■ **Provided data**
--------------------------------------------------
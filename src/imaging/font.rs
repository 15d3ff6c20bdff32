//! A 5x7 bitmap font covering what placeholder pages print.

use image::{Rgb, RgbImage};

/// Glyph width in font pixels.
const GLYPH_WIDTH: u32 = 5;
/// Glyph height in font pixels.
pub const GLYPH_HEIGHT: u32 = 7;
/// Horizontal advance between glyphs, in font pixels.
const ADVANCE: u32 = GLYPH_WIDTH + 1;

/// Returns the rows of a glyph, most significant of the low five bits leftmost.
///
/// Letters are case-folded; anything without a glyph renders as a box.
fn glyph(c: char) -> [u8; 7] {
    match c.to_ascii_uppercase() {
        ' ' => [0; 7],
        'A' => [0x0E, 0x11, 0x11, 0x1F, 0x11, 0x11, 0x11],
        'B' => [0x1E, 0x11, 0x11, 0x1E, 0x11, 0x11, 0x1E],
        'C' => [0x0E, 0x11, 0x10, 0x10, 0x10, 0x11, 0x0E],
        'D' => [0x1E, 0x11, 0x11, 0x11, 0x11, 0x11, 0x1E],
        'E' => [0x1F, 0x10, 0x10, 0x1E, 0x10, 0x10, 0x1F],
        'F' => [0x1F, 0x10, 0x10, 0x1E, 0x10, 0x10, 0x10],
        'G' => [0x0E, 0x11, 0x10, 0x17, 0x11, 0x11, 0x0F],
        'H' => [0x11, 0x11, 0x11, 0x1F, 0x11, 0x11, 0x11],
        'I' => [0x0E, 0x04, 0x04, 0x04, 0x04, 0x04, 0x0E],
        'J' => [0x07, 0x02, 0x02, 0x02, 0x02, 0x12, 0x0C],
        'K' => [0x11, 0x12, 0x14, 0x18, 0x14, 0x12, 0x11],
        'L' => [0x10, 0x10, 0x10, 0x10, 0x10, 0x10, 0x1F],
        'M' => [0x11, 0x1B, 0x15, 0x15, 0x11, 0x11, 0x11],
        'N' => [0x11, 0x11, 0x19, 0x15, 0x13, 0x11, 0x11],
        'O' => [0x0E, 0x11, 0x11, 0x11, 0x11, 0x11, 0x0E],
        'P' => [0x1E, 0x11, 0x11, 0x1E, 0x10, 0x10, 0x10],
        'Q' => [0x0E, 0x11, 0x11, 0x11, 0x15, 0x12, 0x0D],
        'R' => [0x1E, 0x11, 0x11, 0x1E, 0x14, 0x12, 0x11],
        'S' => [0x0F, 0x10, 0x10, 0x0E, 0x01, 0x01, 0x1E],
        'T' => [0x1F, 0x04, 0x04, 0x04, 0x04, 0x04, 0x04],
        'U' => [0x11, 0x11, 0x11, 0x11, 0x11, 0x11, 0x0E],
        'V' => [0x11, 0x11, 0x11, 0x11, 0x11, 0x0A, 0x04],
        'W' => [0x11, 0x11, 0x11, 0x15, 0x15, 0x15, 0x0A],
        'X' => [0x11, 0x11, 0x0A, 0x04, 0x0A, 0x11, 0x11],
        'Y' => [0x11, 0x11, 0x0A, 0x04, 0x04, 0x04, 0x04],
        'Z' => [0x1F, 0x01, 0x02, 0x04, 0x08, 0x10, 0x1F],
        '0' => [0x0E, 0x11, 0x13, 0x15, 0x19, 0x11, 0x0E],
        '1' => [0x04, 0x0C, 0x04, 0x04, 0x04, 0x04, 0x0E],
        '2' => [0x0E, 0x11, 0x01, 0x02, 0x04, 0x08, 0x1F],
        '3' => [0x1F, 0x02, 0x04, 0x02, 0x01, 0x11, 0x0E],
        '4' => [0x02, 0x06, 0x0A, 0x12, 0x1F, 0x02, 0x02],
        '5' => [0x1F, 0x10, 0x1E, 0x01, 0x01, 0x11, 0x0E],
        '6' => [0x06, 0x08, 0x10, 0x1E, 0x11, 0x11, 0x0E],
        '7' => [0x1F, 0x01, 0x02, 0x04, 0x08, 0x08, 0x08],
        '8' => [0x0E, 0x11, 0x11, 0x0E, 0x11, 0x11, 0x0E],
        '9' => [0x0E, 0x11, 0x11, 0x0F, 0x01, 0x02, 0x0C],
        ':' => [0x00, 0x0C, 0x0C, 0x00, 0x0C, 0x0C, 0x00],
        '-' => [0x00, 0x00, 0x00, 0x1F, 0x00, 0x00, 0x00],
        '_' => [0x00, 0x00, 0x00, 0x00, 0x00, 0x00, 0x1F],
        '.' => [0x00, 0x00, 0x00, 0x00, 0x00, 0x0C, 0x0C],
        '/' => [0x00, 0x01, 0x02, 0x04, 0x08, 0x10, 0x00],
        '+' => [0x00, 0x04, 0x04, 0x1F, 0x04, 0x04, 0x00],
        '(' => [0x02, 0x04, 0x08, 0x08, 0x08, 0x04, 0x02],
        ')' => [0x08, 0x04, 0x02, 0x02, 0x02, 0x04, 0x08],
        _ => [0x1F, 0x11, 0x11, 0x11, 0x11, 0x11, 0x1F],
    }
}

/// Width in image pixels of `text` drawn at `scale`.
pub fn text_width(text: &str, scale: u32) -> u32 {
    let count = text.chars().count() as u32;
    (count * ADVANCE).saturating_sub(1) * scale
}

/// Draws `text` with its top-left corner at `(x, y)`.
///
/// Pixels falling outside the image are clipped.
pub fn draw_text(image: &mut RgbImage, x: u32, y: u32, scale: u32, text: &str, color: Rgb<u8>) {
    let scale = scale.max(1);
    let (width, height) = image.dimensions();

    for (index, c) in text.chars().enumerate() {
        let origin_x = x + index as u32 * ADVANCE * scale;
        for (row, bits) in glyph(c).iter().enumerate() {
            for col in 0..GLYPH_WIDTH {
                if bits & (1 << (GLYPH_WIDTH - 1 - col)) == 0 {
                    continue;
                }
                let px = origin_x + col * scale;
                let py = y + row as u32 * scale;
                for dy in 0..scale {
                    for dx in 0..scale {
                        if px + dx < width && py + dy < height {
                            image.put_pixel(px + dx, py + dy, color);
                        }
                    }
                }
            }
        }
    }
}

#[cfg(test)]
mod tests {
    use super::*;

    const BLACK: Rgb<u8> = Rgb([0, 0, 0]);
    const WHITE: Rgb<u8> = Rgb([255, 255, 255]);

    fn inked(image: &RgbImage) -> usize {
        image.pixels().filter(|p| **p == BLACK).count()
    }

    #[test]
    fn test_text_width() {
        assert_eq!(text_width("", 2), 0);
        assert_eq!(text_width("A", 1), 5);
        assert_eq!(text_width("AB", 2), 22);
    }

    #[test]
    fn test_draw_text_inks_expected_pixels() {
        let mut image = RgbImage::from_pixel(20, 10, WHITE);
        draw_text(&mut image, 0, 0, 1, "-", BLACK);
        assert_eq!(inked(&image), 5);
        assert_eq!(*image.get_pixel(0, 3), BLACK);
        assert_eq!(*image.get_pixel(0, 2), WHITE);
    }

    #[test]
    fn test_lowercase_matches_uppercase() {
        let mut lower = RgbImage::from_pixel(12, 8, WHITE);
        let mut upper = RgbImage::from_pixel(12, 8, WHITE);
        draw_text(&mut lower, 0, 0, 1, "ab", BLACK);
        draw_text(&mut upper, 0, 0, 1, "AB", BLACK);
        assert_eq!(lower, upper);
    }

    #[test]
    fn test_draw_text_clips_at_edges() {
        let mut image = RgbImage::from_pixel(4, 4, WHITE);
        draw_text(&mut image, 2, 2, 3, "W", BLACK);
        assert!(inked(&image) > 0);
    }
}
--------------------------------------------------
Give all of the lines above again, exactly as they are.

■ **Exercise output**
filename src/imaging/font.rs
repository 15d3ff6c20bdff32
//! A 5x7 bitmap font covering what placeholder pages print.

use image::{Rgb, RgbImage};

/// Glyph width in font pixels.
const GLYPH_WIDTH: u32 = 5;
/// Glyph height in font pixels.
pub const GLYPH_HEIGHT: u32 = 7;
/// Horizontal advance between glyphs, in font pixels.
const ADVANCE: u32 = GLYPH_WIDTH + 1;

/// Returns the rows of a glyph, most significant of the low five bits leftmost.
///
/// Letters are case-folded; anything without a glyph renders as a box.
fn glyph(c: char) -> [u8; 7] {
    match c.to_ascii_uppercase() {
        ' ' => [0; 7],
        'A' => [0x0E, 0x11, 0x11, 0x1F, 0x11, 0x11, 0x11],
        'B' => [0x1E, 0x11, 0x11, 0x1E, 0x11, 0x11, 0x1E],
        'C' => [0x0E, 0x11, 0x10, 0x10, 0x10, 0x11, 0x0E],
        'D' => [0x1E, 0x11, 0x11, 0x11, 0x11, 0x11, 0x1E],
        'E' => [0x1F, 0x10, 0x10, 0x1E, 0x10, 0x10, 0x1F],
        'F' => [0x1F, 0x10, 0x10, 0x1E, 0x10, 0x10, 0x10],
        'G' => [0x0E, 0x11, 0x10, 0x17, 0x11, 0x11, 0x0F],
        'H' => [0x11, 0x11, 0x11, 0x1F, 0x11, 0x11, 0x11],
        'I' => [0x0E, 0x04, 0x04, 0x04, 0x04, 0x04, 0x0E],
        'J' => [0x07, 0x02, 0x02, 0x02, 0x02, 0x12, 0x0C],
        'K' => [0x11, 0x12, 0x14, 0x18, 0x14, 0x12, 0x11],
        'L' => [0x10, 0x10, 0x10, 0x10, 0x10, 0x10, 0x1F],
        'M' => [0x11, 0x1B, 0x15, 0x15, 0x11, 0x11, 0x11],
        'N' => [0x11, 0x11, 0x19, 0x15, 0x13, 0x11, 0x11],
        'O' => [0x0E, 0x11, 0x11, 0x11, 0x11, 0x11, 0x0E],
        'P' => [0x1E, 0x11, 0x11, 0x1E, 0x10, 0x10, 0x10],
        'Q' => [0x0E, 0x11, 0x11, 0x11, 0x15, 0x12, 0x0D],
        'R' => [0x1E, 0x11, 0x11, 0x1E, 0x14, 0x12, 0x11],
        'S' => [0x0F, 0x10, 0x10, 0x0E, 0x01, 0x01, 0x1E],
        'T' => [0x1F, 0x04, 0x04, 0x04, 0x04, 0x04, 0x04],
        'U' => [0x11, 0x11, 0x11, 0x11, 0x11, 0x11, 0x0E],
        'V' => [0x11, 0x11, 0x11, 0x11, 0x11, 0x0A, 0x04],
        'W' => [0x11, 0x11, 0x11, 0x15, 0x15, 0x15, 0x0A],
        'X' => [0x11, 0x11, 0x0A, 0x04, 0x0A, 0x11, 0x11],
        'Y' => [0x11, 0x11, 0x0A, 0x04, 0x04, 0x04, 0x04],
        'Z' => [0x1F, 0x01, 0x02, 0x04, 0x08, 0x10, 0x1F],
        '0' => [0x0E, 0x11, 0x13, 0x15, 0x19, 0x11, 0x0E],
        '1' => [0x04, 0x0C, 0x04, 0x04, 0x04, 0x04, 0x0E],
        '2' => [0x0E, 0x11, 0x01, 0x02, 0x04, 0x08, 0x1F],
        '3' => [0x1F, 0x02, 0x04, 0x02, 0x01, 0x11, 0x0E],
        '4' => [0x02, 0x06, 0x0A, 0x12, 0x1F, 0x02, 0x02],
        '5' => [0x1F, 0x10, 0x1E, 0x01, 0x01, 0x11, 0x0E],
        '6' => [0x06, 0x08, 0x10, 0x1E, 0x11, 0x11, 0x0E],
        '7' => [0x1F, 0x01, 0x02, 0x04, 0x08, 0x08, 0x08],
        '8' => [0x0E, 0x11, 0x11, 0x0E, 0x11, 0x11, 0x0E],
        '9' => [0x0E, 0x11, 0x11, 0x0F, 0x01, 0x02, 0x0C],
        ':' => [0x00, 0x0C, 0x0C, 0x00, 0x0C, 0x0C, 0x00],
        '-' => [0x00, 0x00, 0x00, 0x1F, 0x00, 0x00, 0x00],
        '_' => [0x00, 0x00, 0x00, 0x00, 0x00, 0x00, 0x1F],
        '.' => [0x00, 0x00, 0x00, 0x00, 0x00, 0x0C, 0x0C],
        '/' => [0x00, 0x01, 0x02, 0x04, 0x08, 0x10, 0x00],
        '+' => [0x00, 0x04, 0x04, 0x1F, 0x04, 0x04, 0x00],
        '(' => [0x02, 0x04, 0x08, 0x08, 0x08, 0x04, 0x02],
        ')' => [0x08, 0x04, 0x02, 0x02, 0x02, 0x04, 0x08],
        _ => [0x1F, 0x11, 0x11, 0x11, 0x11, 0x11, 0x1F],
    }
}

/// Width in image pixels of `text` drawn at `scale`.
pub fn text_width(text: &str, scale: u32) -> u32 {
    let count = text.chars().count() as u32;
    (count * ADVANCE).saturating_sub(1) * scale
}

/// Draws `text` with its top-left corner at `(x, y)`.
///
/// Pixels falling outside the image are clipped.
pub fn draw_text(image: &mut RgbImage, x: u32, y: u32, scale: u32, text: &str, color: Rgb<u8>) {
    let scale = scale.max(1);
    let (width, height) = image.dimensions();

    for (index, c) in text.chars().enumerate() {
        let origin_x = x + index as u32 * ADVANCE * scale;
        for (row, bits) in glyph(c).iter().enumerate() {
            for col in 0..GLYPH_WIDTH {
                if bits & (1 << (GLYPH_WIDTH - 1 - col)) == 0 {
                    continue;
                }
                let px = origin_x + col * scale;
                let py = y + row as u32 * scale;
                for dy in 0..scale {
                    for dx in 0..scale {
                        if px + dx < width && py + dy < height {
                            image.put_pixel(px + dx, py + dy, color);
                        }
                    }
                }
            }
        }
    }
}

#[cfg(test)]
mod tests {
    use super::*;

    const BLACK: Rgb<u8> = Rgb([0, 0, 0]);
    const WHITE: Rgb<u8> = Rgb([255, 255, 255]);

    fn inked(image: &RgbImage) -> usize {
        image.pixels().filter(|p| **p == BLACK).count()
    }

    #[test]
    fn test_text_width() {
        assert_eq!(text_width("", 2), 0);
        assert_eq!(text_width("A", 1), 5);
        assert_eq!(text_width("AB", 2), 22);
    }

    #[test]
    fn test_draw_text_inks_expected_pixels() {
        let mut image = RgbImage::from_pixel(20, 10, WHITE);
        draw_text(&mut image, 0, 0, 1, "-", BLACK);
        assert_eq!(inked(&image), 5);
        assert_eq!(*image.get_pixel(0, 3), BLACK);
        assert_eq!(*image.get_pixel(0, 2), WHITE);
    }

    #[test]
    fn test_lowercase_matches_uppercase() {
        let mut lower = RgbImage::from_pixel(12, 8, WHITE);
        let mut upper = RgbImage::from_pixel(12, 8, WHITE);
        draw_text(&mut lower, 0, 0, 1, "ab", BLACK);
        draw_text(&mut upper, 0, 0, 1, "AB", BLACK);
        assert_eq!(lower, upper);
    }

    #[test]
    fn test_draw_text_clips_at_edges() {
        let mut image = RgbImage::from_pixel(4, 4, WHITE);
        draw_text(&mut image, 2, 2, 3, "W", BLACK);
        assert!(inked(&image) > 0);
    }
}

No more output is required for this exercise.